[What you will do]:
Copy out the data line by line exactly, from its start to the line bearing "chosen for download", inclusive.

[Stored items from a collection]
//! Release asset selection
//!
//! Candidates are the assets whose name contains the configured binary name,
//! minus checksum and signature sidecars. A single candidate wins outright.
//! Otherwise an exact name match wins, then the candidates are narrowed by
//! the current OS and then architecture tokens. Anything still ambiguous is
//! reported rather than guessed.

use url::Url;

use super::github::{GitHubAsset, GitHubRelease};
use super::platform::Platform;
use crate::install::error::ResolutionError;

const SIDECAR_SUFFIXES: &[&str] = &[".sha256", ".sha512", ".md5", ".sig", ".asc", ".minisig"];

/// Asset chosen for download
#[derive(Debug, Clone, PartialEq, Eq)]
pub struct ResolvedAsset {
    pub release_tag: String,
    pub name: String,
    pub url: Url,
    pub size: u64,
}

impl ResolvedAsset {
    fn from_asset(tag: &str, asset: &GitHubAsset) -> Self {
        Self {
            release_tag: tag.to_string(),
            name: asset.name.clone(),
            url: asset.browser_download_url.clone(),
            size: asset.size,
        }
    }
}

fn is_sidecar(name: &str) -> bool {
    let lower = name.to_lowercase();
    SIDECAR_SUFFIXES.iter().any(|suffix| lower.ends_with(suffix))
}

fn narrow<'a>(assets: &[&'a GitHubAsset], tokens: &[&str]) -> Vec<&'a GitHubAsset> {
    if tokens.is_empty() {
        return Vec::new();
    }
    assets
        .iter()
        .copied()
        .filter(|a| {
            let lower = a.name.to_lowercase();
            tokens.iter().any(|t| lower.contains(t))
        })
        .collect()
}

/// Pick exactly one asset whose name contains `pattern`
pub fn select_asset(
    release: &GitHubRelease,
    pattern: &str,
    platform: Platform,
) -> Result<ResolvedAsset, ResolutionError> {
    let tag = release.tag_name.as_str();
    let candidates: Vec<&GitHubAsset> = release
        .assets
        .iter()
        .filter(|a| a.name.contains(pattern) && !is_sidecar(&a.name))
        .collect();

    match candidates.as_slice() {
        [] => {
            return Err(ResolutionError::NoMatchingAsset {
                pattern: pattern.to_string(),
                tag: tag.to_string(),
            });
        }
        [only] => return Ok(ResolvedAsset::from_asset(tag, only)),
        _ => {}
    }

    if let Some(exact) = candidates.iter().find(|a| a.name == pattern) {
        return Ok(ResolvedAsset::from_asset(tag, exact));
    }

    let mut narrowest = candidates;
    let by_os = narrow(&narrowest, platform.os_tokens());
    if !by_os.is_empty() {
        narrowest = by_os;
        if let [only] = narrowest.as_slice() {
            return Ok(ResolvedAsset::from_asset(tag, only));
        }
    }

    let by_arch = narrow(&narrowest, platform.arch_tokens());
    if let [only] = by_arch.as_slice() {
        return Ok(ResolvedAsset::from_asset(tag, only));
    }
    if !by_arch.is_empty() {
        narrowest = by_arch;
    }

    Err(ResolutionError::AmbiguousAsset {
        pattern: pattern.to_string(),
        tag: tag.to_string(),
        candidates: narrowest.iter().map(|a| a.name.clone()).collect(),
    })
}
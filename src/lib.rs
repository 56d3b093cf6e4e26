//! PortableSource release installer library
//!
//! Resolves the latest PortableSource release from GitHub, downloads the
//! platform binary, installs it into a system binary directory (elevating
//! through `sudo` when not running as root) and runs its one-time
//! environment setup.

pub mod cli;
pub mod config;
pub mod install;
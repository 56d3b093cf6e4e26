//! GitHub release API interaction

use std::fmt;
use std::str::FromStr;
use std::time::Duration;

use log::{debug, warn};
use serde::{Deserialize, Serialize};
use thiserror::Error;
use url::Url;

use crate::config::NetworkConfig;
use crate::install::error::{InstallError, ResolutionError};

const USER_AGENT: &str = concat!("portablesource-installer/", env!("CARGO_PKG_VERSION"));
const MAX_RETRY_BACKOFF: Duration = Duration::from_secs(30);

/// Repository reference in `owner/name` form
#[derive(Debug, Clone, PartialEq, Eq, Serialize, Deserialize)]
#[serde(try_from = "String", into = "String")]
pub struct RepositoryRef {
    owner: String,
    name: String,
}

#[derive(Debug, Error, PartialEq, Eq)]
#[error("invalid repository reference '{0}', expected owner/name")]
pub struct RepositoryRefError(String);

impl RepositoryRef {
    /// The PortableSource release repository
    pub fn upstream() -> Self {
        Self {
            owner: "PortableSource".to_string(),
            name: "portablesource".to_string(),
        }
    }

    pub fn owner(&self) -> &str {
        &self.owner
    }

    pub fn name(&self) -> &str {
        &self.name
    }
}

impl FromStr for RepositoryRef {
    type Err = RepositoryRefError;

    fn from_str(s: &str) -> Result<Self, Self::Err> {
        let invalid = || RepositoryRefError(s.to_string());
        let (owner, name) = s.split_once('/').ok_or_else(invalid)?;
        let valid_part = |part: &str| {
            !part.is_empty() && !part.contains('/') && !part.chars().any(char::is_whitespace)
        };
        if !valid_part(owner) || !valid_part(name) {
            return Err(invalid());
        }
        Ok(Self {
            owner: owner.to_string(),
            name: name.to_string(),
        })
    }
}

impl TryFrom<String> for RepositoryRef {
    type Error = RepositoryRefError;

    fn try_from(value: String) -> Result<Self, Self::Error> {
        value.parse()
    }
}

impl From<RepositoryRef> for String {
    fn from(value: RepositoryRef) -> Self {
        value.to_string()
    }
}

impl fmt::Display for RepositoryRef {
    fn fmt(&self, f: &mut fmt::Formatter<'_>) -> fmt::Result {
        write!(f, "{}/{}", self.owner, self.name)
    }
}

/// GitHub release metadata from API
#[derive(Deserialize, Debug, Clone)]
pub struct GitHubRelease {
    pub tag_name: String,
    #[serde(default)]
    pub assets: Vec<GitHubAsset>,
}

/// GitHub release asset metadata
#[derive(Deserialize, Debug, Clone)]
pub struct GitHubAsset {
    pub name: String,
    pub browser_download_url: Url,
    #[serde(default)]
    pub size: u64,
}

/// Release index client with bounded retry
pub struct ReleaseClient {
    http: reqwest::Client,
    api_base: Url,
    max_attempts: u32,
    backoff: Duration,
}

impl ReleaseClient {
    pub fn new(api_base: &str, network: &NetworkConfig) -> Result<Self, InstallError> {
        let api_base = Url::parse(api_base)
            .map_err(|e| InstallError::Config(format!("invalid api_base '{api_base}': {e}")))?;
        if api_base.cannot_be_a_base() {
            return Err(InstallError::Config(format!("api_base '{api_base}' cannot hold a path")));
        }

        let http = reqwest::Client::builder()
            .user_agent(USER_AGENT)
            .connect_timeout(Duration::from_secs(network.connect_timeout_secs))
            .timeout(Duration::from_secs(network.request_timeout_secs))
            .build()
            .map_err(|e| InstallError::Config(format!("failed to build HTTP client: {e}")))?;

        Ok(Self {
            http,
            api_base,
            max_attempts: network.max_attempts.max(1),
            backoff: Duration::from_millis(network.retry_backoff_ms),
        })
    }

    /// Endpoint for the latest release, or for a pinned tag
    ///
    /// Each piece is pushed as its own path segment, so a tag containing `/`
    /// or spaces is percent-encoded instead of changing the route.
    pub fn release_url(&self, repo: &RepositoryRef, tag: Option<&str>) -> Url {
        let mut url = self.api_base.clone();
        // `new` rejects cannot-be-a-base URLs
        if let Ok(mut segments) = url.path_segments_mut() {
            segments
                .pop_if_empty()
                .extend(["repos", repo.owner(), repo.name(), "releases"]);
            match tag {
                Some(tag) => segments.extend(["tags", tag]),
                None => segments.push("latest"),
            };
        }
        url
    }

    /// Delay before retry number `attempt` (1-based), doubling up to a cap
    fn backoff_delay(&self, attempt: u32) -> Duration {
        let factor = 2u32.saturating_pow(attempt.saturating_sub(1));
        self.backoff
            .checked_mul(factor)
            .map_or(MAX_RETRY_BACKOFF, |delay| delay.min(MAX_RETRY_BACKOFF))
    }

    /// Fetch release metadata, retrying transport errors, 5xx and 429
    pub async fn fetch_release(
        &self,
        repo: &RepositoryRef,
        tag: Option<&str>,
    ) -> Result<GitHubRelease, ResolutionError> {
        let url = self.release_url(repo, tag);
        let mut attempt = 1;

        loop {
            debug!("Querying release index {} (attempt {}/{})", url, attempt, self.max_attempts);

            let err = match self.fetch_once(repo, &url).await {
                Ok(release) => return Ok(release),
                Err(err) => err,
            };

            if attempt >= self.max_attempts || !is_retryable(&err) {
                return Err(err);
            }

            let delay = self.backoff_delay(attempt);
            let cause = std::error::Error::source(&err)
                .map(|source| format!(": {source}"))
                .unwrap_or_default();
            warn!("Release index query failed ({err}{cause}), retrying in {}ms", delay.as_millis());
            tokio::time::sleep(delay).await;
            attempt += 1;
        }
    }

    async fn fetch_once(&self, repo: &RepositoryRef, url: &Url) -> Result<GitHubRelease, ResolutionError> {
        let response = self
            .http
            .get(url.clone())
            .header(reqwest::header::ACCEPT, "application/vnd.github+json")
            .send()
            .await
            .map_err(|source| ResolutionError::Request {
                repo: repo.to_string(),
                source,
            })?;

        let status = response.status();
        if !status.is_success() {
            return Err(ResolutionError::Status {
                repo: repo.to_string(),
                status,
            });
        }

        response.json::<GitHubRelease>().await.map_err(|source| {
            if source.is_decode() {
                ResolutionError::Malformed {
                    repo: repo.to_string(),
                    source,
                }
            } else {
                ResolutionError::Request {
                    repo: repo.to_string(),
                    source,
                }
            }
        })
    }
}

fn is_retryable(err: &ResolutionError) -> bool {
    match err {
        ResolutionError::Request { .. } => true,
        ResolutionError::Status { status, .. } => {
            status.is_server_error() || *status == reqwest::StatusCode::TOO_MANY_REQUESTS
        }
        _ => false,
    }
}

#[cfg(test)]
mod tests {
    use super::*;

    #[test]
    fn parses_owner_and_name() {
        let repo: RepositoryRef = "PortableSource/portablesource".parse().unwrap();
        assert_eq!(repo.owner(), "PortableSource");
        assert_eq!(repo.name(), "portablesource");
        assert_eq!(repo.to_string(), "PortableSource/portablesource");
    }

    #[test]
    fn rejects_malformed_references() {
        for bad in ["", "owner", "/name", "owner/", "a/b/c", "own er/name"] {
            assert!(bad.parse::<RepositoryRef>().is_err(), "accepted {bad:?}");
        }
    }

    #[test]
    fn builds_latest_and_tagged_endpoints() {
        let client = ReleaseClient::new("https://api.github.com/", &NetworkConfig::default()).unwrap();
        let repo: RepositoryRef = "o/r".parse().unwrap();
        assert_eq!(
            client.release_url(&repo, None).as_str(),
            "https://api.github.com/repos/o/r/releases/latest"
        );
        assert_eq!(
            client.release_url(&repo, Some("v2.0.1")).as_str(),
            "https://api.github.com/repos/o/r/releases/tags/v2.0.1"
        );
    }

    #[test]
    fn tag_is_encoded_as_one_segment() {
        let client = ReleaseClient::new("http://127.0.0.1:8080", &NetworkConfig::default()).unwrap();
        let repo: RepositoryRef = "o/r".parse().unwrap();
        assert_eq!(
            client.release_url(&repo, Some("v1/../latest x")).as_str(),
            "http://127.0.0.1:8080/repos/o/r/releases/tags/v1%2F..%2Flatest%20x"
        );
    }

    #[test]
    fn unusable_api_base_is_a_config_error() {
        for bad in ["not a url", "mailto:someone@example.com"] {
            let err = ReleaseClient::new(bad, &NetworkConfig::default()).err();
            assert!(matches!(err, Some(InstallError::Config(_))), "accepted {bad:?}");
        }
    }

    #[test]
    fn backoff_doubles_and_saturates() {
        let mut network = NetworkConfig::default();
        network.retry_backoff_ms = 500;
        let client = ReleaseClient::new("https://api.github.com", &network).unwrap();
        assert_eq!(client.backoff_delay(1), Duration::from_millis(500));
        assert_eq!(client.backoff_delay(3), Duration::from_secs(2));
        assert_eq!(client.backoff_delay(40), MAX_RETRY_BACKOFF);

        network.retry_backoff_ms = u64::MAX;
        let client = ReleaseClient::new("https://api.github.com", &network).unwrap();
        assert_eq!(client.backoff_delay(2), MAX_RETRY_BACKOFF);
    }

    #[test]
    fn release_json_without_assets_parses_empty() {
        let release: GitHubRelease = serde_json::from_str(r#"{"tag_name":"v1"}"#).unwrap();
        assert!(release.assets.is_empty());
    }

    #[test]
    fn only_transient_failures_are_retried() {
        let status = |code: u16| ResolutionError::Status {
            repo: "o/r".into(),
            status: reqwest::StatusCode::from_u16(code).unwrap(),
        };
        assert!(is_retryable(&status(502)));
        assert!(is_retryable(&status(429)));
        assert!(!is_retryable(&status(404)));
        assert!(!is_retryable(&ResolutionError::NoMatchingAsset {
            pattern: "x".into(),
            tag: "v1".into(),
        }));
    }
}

[Answer to the problem]:
//! Release asset selection
//!
//! Candidates are the assets whose name contains the configured binary name,
//! minus checksum and signature sidecars. A single candidate wins outright.
//! Otherwise an exact name match wins, then the candidates are narrowed by
//! the current OS and then architecture tokens. Anything still ambiguous is
//! reported rather than guessed.

use url::Url;

use super::github::{GitHubAsset, GitHubRelease};
use super::platform::Platform;
use crate::install::error::ResolutionError;

const SIDECAR_SUFFIXES: &[&str] = &[".sha256", ".sha512", ".md5", ".sig", ".asc", ".minisig"];

/// Asset chosen for download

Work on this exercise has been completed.